■ DESCRIPTION OF THE TASK ■
All lines in the records below with the word "both" must be returned.

■ PROVIDED ENTRIES ■
-*-*-
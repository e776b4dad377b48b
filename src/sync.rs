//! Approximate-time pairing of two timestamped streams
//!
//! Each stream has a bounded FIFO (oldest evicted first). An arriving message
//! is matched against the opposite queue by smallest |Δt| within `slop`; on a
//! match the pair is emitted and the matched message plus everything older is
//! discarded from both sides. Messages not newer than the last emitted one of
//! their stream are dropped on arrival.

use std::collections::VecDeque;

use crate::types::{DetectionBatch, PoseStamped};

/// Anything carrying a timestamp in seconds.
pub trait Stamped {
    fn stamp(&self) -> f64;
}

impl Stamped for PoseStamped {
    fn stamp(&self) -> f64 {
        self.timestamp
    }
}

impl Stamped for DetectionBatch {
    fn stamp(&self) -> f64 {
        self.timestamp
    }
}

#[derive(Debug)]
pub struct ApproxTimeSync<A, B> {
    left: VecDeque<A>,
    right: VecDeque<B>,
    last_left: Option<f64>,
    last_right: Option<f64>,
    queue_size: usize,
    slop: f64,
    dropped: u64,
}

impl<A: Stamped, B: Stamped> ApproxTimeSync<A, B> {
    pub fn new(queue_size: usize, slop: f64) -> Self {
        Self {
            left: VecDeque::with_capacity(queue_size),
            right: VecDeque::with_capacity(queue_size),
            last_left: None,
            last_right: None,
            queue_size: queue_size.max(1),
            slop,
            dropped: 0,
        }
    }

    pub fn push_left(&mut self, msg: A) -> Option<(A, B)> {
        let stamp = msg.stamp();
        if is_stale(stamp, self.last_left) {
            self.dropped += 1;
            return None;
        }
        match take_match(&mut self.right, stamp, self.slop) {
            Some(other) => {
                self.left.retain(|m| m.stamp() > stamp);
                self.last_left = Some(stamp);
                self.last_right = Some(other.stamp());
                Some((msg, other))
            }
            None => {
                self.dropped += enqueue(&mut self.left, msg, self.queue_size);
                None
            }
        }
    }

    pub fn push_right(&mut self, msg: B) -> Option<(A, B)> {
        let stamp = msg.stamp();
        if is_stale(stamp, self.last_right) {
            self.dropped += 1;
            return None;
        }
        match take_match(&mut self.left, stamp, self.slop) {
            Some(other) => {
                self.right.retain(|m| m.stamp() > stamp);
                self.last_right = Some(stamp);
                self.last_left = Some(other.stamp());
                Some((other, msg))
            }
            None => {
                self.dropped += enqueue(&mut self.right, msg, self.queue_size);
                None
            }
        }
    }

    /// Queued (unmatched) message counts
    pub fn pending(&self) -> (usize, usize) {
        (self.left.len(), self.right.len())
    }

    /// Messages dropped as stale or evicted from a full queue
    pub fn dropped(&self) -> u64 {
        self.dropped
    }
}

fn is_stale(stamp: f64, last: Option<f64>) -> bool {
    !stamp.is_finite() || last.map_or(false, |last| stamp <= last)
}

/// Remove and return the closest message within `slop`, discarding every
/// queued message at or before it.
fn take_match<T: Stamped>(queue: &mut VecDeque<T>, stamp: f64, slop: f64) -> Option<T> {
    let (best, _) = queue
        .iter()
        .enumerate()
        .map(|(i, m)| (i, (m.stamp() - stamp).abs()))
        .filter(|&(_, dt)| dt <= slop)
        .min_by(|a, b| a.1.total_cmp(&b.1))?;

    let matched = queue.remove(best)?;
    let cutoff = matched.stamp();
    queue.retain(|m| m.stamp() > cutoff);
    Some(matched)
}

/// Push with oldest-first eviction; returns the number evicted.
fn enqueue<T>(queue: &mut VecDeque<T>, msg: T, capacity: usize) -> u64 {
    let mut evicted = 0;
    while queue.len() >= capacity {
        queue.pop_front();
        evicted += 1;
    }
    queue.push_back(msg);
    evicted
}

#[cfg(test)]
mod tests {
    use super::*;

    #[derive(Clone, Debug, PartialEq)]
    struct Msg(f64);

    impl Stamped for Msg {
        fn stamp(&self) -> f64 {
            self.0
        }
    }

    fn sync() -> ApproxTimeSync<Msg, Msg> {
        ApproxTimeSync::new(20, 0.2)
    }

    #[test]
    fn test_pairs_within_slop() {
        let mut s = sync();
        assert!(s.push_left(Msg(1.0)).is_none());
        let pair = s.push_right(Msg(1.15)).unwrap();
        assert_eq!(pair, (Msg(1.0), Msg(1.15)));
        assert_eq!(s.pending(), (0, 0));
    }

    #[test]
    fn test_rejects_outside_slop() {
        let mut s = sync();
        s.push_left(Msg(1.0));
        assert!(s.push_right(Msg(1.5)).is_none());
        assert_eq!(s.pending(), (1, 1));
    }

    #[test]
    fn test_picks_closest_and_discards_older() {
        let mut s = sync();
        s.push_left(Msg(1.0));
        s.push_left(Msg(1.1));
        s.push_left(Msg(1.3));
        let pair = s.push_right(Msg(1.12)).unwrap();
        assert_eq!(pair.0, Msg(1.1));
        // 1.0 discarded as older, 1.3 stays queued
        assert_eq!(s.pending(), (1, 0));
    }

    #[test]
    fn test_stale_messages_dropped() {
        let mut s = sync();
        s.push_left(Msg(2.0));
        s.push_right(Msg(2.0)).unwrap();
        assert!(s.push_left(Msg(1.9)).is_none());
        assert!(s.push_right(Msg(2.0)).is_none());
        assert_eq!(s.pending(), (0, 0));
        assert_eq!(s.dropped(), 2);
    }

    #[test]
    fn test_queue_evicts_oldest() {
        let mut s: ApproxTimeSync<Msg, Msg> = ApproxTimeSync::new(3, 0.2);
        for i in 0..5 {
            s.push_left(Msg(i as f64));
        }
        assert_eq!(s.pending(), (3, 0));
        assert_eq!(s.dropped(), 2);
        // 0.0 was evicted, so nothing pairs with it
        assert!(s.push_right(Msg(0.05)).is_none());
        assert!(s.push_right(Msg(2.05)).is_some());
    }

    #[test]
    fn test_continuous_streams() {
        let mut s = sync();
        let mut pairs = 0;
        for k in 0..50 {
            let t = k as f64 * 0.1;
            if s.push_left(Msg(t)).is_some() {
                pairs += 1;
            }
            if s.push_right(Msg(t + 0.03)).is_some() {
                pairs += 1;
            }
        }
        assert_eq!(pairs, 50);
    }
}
-*-*-
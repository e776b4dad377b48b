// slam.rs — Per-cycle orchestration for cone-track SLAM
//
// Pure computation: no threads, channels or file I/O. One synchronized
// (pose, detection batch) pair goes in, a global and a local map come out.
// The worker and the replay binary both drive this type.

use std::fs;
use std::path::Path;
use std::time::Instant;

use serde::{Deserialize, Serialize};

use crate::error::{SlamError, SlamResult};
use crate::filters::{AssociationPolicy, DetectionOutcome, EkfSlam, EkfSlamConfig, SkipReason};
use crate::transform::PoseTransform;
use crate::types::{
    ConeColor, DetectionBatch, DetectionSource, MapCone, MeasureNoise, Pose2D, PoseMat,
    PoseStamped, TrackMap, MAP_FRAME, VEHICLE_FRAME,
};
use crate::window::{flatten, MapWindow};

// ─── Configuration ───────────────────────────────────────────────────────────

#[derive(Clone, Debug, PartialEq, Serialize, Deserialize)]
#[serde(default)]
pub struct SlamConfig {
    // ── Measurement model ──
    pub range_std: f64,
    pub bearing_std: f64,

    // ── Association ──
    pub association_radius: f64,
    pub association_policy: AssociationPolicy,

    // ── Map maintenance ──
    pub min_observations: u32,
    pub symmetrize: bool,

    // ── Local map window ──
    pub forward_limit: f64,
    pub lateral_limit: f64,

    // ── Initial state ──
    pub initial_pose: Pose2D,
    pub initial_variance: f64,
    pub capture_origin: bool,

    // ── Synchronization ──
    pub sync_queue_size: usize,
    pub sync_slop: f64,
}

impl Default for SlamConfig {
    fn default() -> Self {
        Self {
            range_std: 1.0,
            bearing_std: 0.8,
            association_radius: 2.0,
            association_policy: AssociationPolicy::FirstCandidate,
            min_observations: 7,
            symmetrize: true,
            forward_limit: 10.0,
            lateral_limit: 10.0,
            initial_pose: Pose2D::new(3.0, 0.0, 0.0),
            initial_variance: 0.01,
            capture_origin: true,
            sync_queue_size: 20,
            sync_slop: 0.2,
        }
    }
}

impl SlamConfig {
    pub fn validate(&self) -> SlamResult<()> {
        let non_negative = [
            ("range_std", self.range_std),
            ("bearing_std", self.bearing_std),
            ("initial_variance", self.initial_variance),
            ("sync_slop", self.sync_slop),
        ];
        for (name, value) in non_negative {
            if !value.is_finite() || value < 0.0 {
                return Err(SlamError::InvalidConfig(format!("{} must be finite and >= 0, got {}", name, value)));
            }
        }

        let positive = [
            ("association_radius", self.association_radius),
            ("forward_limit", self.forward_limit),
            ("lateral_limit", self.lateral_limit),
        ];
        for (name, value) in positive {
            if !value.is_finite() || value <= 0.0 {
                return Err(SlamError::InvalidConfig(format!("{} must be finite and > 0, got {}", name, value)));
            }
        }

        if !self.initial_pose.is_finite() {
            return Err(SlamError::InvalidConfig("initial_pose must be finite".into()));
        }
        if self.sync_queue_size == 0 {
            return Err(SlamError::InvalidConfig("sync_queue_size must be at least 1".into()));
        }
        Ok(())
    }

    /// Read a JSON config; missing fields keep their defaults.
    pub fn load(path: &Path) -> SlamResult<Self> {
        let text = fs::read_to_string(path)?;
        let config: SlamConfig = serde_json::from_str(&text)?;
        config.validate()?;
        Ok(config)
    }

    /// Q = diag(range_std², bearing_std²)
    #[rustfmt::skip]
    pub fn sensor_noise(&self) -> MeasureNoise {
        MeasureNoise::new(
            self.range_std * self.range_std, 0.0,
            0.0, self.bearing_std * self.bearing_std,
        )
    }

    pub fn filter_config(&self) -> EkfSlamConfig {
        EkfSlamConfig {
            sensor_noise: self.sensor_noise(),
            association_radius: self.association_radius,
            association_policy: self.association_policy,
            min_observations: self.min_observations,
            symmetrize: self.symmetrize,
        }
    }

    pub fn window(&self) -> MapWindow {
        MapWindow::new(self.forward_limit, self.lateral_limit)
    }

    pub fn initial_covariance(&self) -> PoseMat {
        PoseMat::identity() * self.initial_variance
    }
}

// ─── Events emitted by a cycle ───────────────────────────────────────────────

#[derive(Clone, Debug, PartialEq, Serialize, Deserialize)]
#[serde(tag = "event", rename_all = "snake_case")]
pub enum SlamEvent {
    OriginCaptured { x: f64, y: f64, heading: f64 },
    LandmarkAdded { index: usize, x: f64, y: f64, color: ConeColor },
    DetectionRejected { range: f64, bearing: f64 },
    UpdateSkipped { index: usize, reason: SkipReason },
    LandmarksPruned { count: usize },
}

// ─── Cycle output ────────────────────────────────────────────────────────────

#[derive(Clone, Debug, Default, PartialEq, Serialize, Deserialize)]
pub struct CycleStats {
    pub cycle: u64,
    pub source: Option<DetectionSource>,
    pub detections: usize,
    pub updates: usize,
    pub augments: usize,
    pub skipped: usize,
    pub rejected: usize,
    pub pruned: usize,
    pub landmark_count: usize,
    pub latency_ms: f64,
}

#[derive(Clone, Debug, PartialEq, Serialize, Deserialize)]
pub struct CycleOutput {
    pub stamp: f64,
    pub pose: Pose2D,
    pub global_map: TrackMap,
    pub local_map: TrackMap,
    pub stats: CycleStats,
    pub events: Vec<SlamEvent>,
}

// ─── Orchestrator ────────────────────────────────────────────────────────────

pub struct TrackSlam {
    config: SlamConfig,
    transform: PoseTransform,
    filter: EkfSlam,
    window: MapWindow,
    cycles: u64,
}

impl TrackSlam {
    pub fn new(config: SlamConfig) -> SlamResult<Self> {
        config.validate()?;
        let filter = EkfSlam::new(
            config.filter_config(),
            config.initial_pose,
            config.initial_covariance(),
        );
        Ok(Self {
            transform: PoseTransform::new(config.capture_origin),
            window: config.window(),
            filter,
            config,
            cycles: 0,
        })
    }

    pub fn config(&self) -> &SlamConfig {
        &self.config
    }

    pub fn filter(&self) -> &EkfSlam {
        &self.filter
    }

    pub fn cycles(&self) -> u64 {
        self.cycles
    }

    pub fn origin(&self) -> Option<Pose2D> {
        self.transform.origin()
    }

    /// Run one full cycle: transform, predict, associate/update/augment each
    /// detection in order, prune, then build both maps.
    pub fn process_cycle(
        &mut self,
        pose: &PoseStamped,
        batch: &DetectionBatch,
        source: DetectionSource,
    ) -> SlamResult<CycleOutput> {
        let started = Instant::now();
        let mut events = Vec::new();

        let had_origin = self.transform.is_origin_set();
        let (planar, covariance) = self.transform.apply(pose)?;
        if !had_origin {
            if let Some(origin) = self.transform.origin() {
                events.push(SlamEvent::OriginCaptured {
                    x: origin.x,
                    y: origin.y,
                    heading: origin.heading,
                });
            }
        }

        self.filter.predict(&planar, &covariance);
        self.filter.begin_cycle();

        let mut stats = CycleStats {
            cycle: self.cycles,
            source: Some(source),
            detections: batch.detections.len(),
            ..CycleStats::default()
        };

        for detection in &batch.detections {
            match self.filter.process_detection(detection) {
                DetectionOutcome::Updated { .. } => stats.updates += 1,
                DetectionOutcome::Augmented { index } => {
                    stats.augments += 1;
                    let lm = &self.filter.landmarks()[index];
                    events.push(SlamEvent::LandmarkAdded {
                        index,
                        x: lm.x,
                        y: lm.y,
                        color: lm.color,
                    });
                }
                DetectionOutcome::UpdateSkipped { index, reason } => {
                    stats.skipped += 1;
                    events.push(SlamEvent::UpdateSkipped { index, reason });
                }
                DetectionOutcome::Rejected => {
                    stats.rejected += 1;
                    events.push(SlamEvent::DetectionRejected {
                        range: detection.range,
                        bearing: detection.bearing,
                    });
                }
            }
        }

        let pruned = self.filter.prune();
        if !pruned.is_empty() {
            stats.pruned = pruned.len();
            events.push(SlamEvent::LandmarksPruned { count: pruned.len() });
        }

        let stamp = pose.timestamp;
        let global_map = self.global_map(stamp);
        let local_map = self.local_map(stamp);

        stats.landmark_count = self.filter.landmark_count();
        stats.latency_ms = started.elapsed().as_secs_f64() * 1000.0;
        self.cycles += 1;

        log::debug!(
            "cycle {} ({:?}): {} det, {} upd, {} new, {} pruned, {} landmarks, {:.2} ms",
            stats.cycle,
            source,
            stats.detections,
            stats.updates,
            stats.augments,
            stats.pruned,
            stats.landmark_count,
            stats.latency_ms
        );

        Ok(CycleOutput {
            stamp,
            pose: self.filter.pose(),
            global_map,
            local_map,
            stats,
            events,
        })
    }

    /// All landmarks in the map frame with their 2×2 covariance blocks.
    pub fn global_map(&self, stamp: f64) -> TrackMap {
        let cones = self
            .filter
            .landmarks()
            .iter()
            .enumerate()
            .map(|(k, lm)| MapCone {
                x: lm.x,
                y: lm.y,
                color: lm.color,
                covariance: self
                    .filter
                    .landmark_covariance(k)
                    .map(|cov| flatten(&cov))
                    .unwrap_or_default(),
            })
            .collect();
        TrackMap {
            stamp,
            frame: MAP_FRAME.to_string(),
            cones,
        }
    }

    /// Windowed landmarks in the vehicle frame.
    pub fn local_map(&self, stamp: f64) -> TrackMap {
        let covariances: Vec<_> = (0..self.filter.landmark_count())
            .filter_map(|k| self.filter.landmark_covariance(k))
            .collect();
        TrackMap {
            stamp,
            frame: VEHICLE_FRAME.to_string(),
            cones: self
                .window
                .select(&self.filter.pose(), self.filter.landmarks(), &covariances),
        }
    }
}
-*-*-
■ WRITTEN ANSWER ■
//! discarded from both sides. Messages not newer than the last emitted one of
// The worker and the replay binary both drive this type.
    /// detection in order, prune, then build both maps.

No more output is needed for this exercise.